-- Raw data --
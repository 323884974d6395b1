//! Ordered test stages for one board.
//!
//! A run goes `Idle → BatteryShort → … → CommunicationChecks → Done`. Each
//! stage owns a fixed set of session slots. A stage that fails with an
//! ordinary error fails its remaining slots and the run moves on; a
//! [`TransportFault`](crate::protocol::TransportFault) aborts the whole run.
//! The session is finalized and archived on every path.
pub mod comm;
pub mod stages;
pub mod sweep;

use anyhow::{anyhow, Result};
use serde::Serialize;
use std::{sync::Arc, time::Duration};
use strum::{Display, EnumIter, IntoStaticStr};

use self::stages::TempSensor;
use crate::{
    api::{
        archive::{NoOpArchive, SessionArchive},
        outcome::{SweepOutcome, TestField, TestOutcome, TestStatus},
        session::{FinalizedSession, SessionAggregator},
        traits::SequencerHook,
    },
    core::{
        clock::{Clock, SystemClock},
        logs::LogEntry,
        settings::{Calibration, SweepTuning, Timings},
    },
    protocol::{link::BoardLink, transport::is_transport_fault, Transport},
};

pub const STOPPED_BY_OPERATOR: &str = "stopped by operator";

/// Extra pause between the initialisation burst and the first stage.
const FIRST_STAGE_SETTLE: Duration = Duration::from_secs(1);

#[derive(
    Debug, Clone, Copy, PartialEq, Eq, Hash, Serialize, Display, EnumIter, IntoStaticStr,
)]
#[serde(rename_all = "snake_case")]
#[strum(serialize_all = "snake_case")]
pub enum Stage {
    Idle,
    BatteryShort,
    DcdcShort,
    DcdcAndLoad,
    IsolatedBattery,
    TemperatureAlarms,
    PwmSweep,
    PwmSweepWithPreheat,
    CommunicationChecks,
    Done,
}

impl Stage {
    /// Stages that do work, in execution order.
    pub const RUN_ORDER: [Stage; 8] = [
        Stage::BatteryShort,
        Stage::DcdcShort,
        Stage::DcdcAndLoad,
        Stage::IsolatedBattery,
        Stage::TemperatureAlarms,
        Stage::PwmSweep,
        Stage::PwmSweepWithPreheat,
        Stage::CommunicationChecks,
    ];

    /// Session slots this stage records.
    pub fn fields(self) -> &'static [TestField] {
        match self {
            Stage::Idle | Stage::Done => &[],
            Stage::BatteryShort => &[TestField::BatteryShort],
            Stage::DcdcShort => &[TestField::DcdcShort],
            Stage::DcdcAndLoad => &[TestField::DcdcLoadStepUp, TestField::BatteryChargeCircuit],
            Stage::IsolatedBattery => &[TestField::IsolatedBattery],
            Stage::TemperatureAlarms => &[
                TestField::TempAlarm1,
                TestField::TempAlarm1Return,
                TestField::TempAlarm2,
                TestField::TempAlarm2Return,
            ],
            Stage::PwmSweep => &[TestField::Pwm],
            Stage::PwmSweepWithPreheat => &[TestField::PwmPreheat],
            Stage::CommunicationChecks => &[
                TestField::Inclinometer,
                TestField::Adc,
                TestField::Rak,
                TestField::Rtc,
                TestField::SerialNumber,
                TestField::Eeprom,
                TestField::HBridge,
            ],
        }
    }
}

/// Builder for a [`Sequencer`].
///
/// Everything but the transport has a default: system clock, bench
/// calibration and timings, and an archive that discards sessions.
pub struct SequencerBuilder {
    transport: Box<dyn Transport>,
    clock: Arc<dyn Clock>,
    calibration: Calibration,
    timings: Timings,
    tuning: SweepTuning,
    archive: Box<dyn SessionArchive>,
    hooks: Vec<Arc<dyn SequencerHook>>,
}

impl SequencerBuilder {
    pub fn new(transport: Box<dyn Transport>) -> Self {
        Self {
            transport,
            clock: Arc::new(SystemClock::new()),
            calibration: Calibration::default(),
            timings: Timings::default(),
            tuning: SweepTuning::default(),
            archive: Box::new(NoOpArchive),
            hooks: Vec::new(),
        }
    }

    pub fn with_clock(mut self, clock: Arc<dyn Clock>) -> Self {
        self.clock = clock;
        self
    }

    pub fn with_calibration(mut self, calibration: Calibration) -> Self {
        self.calibration = calibration;
        self
    }

    pub fn with_timings(mut self, timings: Timings) -> Self {
        self.timings = timings;
        self
    }

    pub fn with_tuning(mut self, tuning: SweepTuning) -> Self {
        self.tuning = tuning;
        self
    }

    pub fn with_archive(mut self, archive: Box<dyn SessionArchive>) -> Self {
        self.archive = archive;
        self
    }

    /// Hooks are called in the order they were added.
    pub fn add_hook(mut self, hook: Arc<dyn SequencerHook>) -> Self {
        self.hooks.push(hook);
        self
    }

    pub fn build(self) -> Sequencer {
        Sequencer {
            link: BoardLink::new(self.transport, self.clock, self.calibration, self.timings),
            tuning: self.tuning,
            aggregator: SessionAggregator::new(self.archive),
            hooks: self.hooks,
            stage: Stage::Idle,
        }
    }
}

/// Runs the full bench sequence against one board.
pub struct Sequencer {
    link: BoardLink,
    tuning: SweepTuning,
    aggregator: SessionAggregator,
    hooks: Vec<Arc<dyn SequencerHook>>,
    stage: Stage,
}

impl Sequencer {
    pub fn builder(transport: Box<dyn Transport>) -> SequencerBuilder {
        SequencerBuilder::new(transport)
    }

    /// Stage currently running, `Done` after a run.
    pub fn stage(&self) -> Stage {
        self.stage
    }

    /// Test one board. The returned session is already archived.
    ///
    /// Only a failure to produce a session at all is an error; faults during
    /// the run end up in `session.aborted`.
    pub fn run(&mut self, serial_number: &str, operator: &str) -> Result<FinalizedSession> {
        self.stage = Stage::Idle;
        self.aggregator.start(serial_number, operator);
        self.progress(LogEntry::info(format!("Testing board {serial_number}")));

        if let Err(err) = self.run_stages(serial_number) {
            let reason = format!("{err:#}");
            self.aggregator.mark_aborted(reason.clone());
            for hook in &self.hooks {
                hook.on_fault(&reason);
            }
        }

        self.stage = Stage::Done;
        let done = self
            .aggregator
            .finalize()
            .ok_or_else(|| anyhow!("session vanished before finalize"))?;
        for hook in &self.hooks {
            hook.on_finished(&done);
        }
        Ok(done)
    }

    fn run_stages(&mut self, serial_number: &str) -> Result<()> {
        if let Err(err) = self.link.initialize() {
            if is_transport_fault(&err) {
                return Err(err);
            }
            log::warn!("Board initialisation incomplete: {err:#}");
        }
        self.link.sleep(FIRST_STAGE_SETTLE);

        for stage in Stage::RUN_ORDER {
            if !self.hooks.iter().all(|hook| hook.should_continue()) {
                self.progress(LogEntry::warning(format!("Stopped before {stage}")));
                self.aggregator.mark_aborted(STOPPED_BY_OPERATOR);
                return Ok(());
            }

            self.stage = stage;
            for hook in &self.hooks {
                hook.on_stage(stage);
            }
            log::info!("Stage {stage}");

            if let Err(err) = self.run_stage(stage, serial_number) {
                if is_transport_fault(&err) {
                    return Err(err);
                }
                let message = format!("{stage} failed: {err:#}");
                self.progress(LogEntry::error(message.clone()));
                for &field in stage.fields() {
                    let pending = self
                        .aggregator
                        .current()
                        .is_some_and(|s| s.status(field) == TestStatus::Pending);
                    if pending {
                        self.finish_check(field, TestOutcome::fail(message.clone()));
                    }
                }
            }
        }
        Ok(())
    }

    fn run_stage(&mut self, stage: Stage, serial_number: &str) -> Result<()> {
        match stage {
            Stage::Idle | Stage::Done => {}
            Stage::BatteryShort => {
                let outcome = stages::battery_short(&mut self.link)?;
                self.finish_check(TestField::BatteryShort, outcome);
            }
            Stage::DcdcShort => {
                let outcome = stages::dcdc_short(&mut self.link)?;
                self.finish_check(TestField::DcdcShort, outcome);
            }
            Stage::DcdcAndLoad => {
                let (part_a, part_b) = stages::dcdc_and_load(&mut self.link)?;
                self.finish_check(TestField::DcdcLoadStepUp, part_a);
                self.finish_check(TestField::BatteryChargeCircuit, part_b);
            }
            Stage::IsolatedBattery => {
                let outcome = stages::isolated_battery(&mut self.link)?;
                self.finish_check(TestField::IsolatedBattery, outcome);
            }
            Stage::TemperatureAlarms => {
                let outcome = stages::temp_alarm(&mut self.link, TempSensor::One)?;
                self.finish_check(TestField::TempAlarm1, outcome);
                let outcome =
                    stages::temp_alarm_return(&mut self.link, TempSensor::One, Duration::from_secs(1))?;
                self.finish_check(TestField::TempAlarm1Return, outcome);
                let outcome = stages::temp_alarm(&mut self.link, TempSensor::Two)?;
                self.finish_check(TestField::TempAlarm2, outcome);
                let outcome =
                    stages::temp_alarm_return(&mut self.link, TempSensor::Two, Duration::from_secs(2))?;
                self.finish_check(TestField::TempAlarm2Return, outcome);
            }
            Stage::PwmSweep => {
                let sweep = sweep::plain_sweep(&mut self.link, &self.tuning)?;
                let passed = if self.tuning.detect_load_alarm_without_preheat {
                    sweep.is_valid()
                } else {
                    sweep.rails_valid()
                };
                self.finish_sweep(stage, TestField::Pwm, &sweep, passed);
            }
            Stage::PwmSweepWithPreheat => {
                let sweep = sweep::preheat_sweep(&mut self.link, &self.tuning)?;
                self.aggregator.record_sweep(&sweep);
                self.finish_sweep(stage, TestField::PwmPreheat, &sweep, sweep.is_valid());
            }
            Stage::CommunicationChecks => {
                let comm_timeout = self.link.timings().comm_timeout();
                let line_timeout = self.link.line_timeout();
                self.link.set_line_timeout(comm_timeout)?;
                let result = self.communication_checks(serial_number);
                let restored = self.link.set_line_timeout(line_timeout);
                result?;
                restored?;
            }
        }
        Ok(())
    }

    fn communication_checks(&mut self, serial_number: &str) -> Result<()> {
        let report = match self.aggregator.cached_self_test() {
            Some(report) => report.clone(),
            None => {
                let report = comm::self_test(&mut self.link)?;
                self.aggregator.cache_self_test(report.clone());
                report
            }
        };
        self.finish_check(TestField::Inclinometer, report.inclinometer);
        self.finish_check(TestField::Adc, report.adc);
        self.finish_check(TestField::Rak, report.rak);

        let rtc = comm::set_clock(&mut self.link)?;
        self.finish_check(TestField::Rtc, rtc);

        let serial = comm::set_serial_number(&mut self.link, serial_number)?;
        self.finish_check(TestField::SerialNumber, serial);

        self.finish_check(TestField::Eeprom, comm::eeprom());
        self.finish_check(TestField::HBridge, comm::h_bridge());
        Ok(())
    }

    fn finish_sweep(&mut self, stage: Stage, field: TestField, sweep: &SweepOutcome, passed: bool) {
        for hook in &self.hooks {
            hook.on_sweep(stage, sweep);
        }
        let numbers = [
            ("duty_at_load_alarm", sweep.duty_at_load_alarm),
            ("battery_at_load_alarm", sweep.battery_at_load_alarm),
            ("duty_at_rail_5v_collapse", sweep.duty_at_rail_5v_collapse),
            ("battery_at_rail_5v_collapse", sweep.battery_at_rail_5v_collapse),
            ("duty_at_rail_15v_collapse", sweep.duty_at_rail_15v_collapse),
            ("battery_at_rail_15v_collapse", sweep.battery_at_rail_15v_collapse),
        ];
        let mut outcome = TestOutcome::judged(
            passed,
            if passed {
                "collapse points inside limits"
            } else {
                "collapse points missing or outside limits"
            },
        );
        for (name, value) in numbers {
            if let Some(value) = value {
                outcome = outcome.with_detail(name, value);
            }
        }
        self.finish_check(field, outcome);
    }

    fn finish_check(&mut self, field: TestField, outcome: TestOutcome) {
        self.aggregator.record(field, outcome.passed);
        log::info!(
            "{field}: {} ({})",
            if outcome.passed { "OK" } else { "NG" },
            outcome.message
        );
        for hook in &self.hooks {
            hook.on_check(field, &outcome);
        }
    }

    fn progress(&self, entry: LogEntry) {
        for hook in &self.hooks {
            hook.on_progress(&entry);
        }
    }
}

#[cfg(test)]
mod tests {
    use super::*;
    use std::collections::HashSet;
    use strum::IntoEnumIterator;

    #[test]
    fn every_field_has_exactly_one_stage() {
        let mut seen = HashSet::new();
        for stage in Stage::RUN_ORDER {
            for field in stage.fields() {
                assert!(seen.insert(*field), "{field} owned twice");
            }
        }
        assert_eq!(seen.len(), TestField::iter().count());
    }

    #[test]
    fn stage_names() {
        assert_eq!(Stage::PwmSweepWithPreheat.to_string(), "pwm_sweep_with_preheat");
        assert!(Stage::Done.fields().is_empty());
    }
}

-- What you are asked to do --
For each line of the entries that holds the word "BatteryShort", pull that line out.

-- Result --
//! A run goes `Idle → BatteryShort → … → CommunicationChecks → Done`. Each
    BatteryShort,
        Stage::BatteryShort,
            Stage::BatteryShort => &[TestField::BatteryShort],
            Stage::BatteryShort => {
                self.finish_check(TestField::BatteryShort, outcome);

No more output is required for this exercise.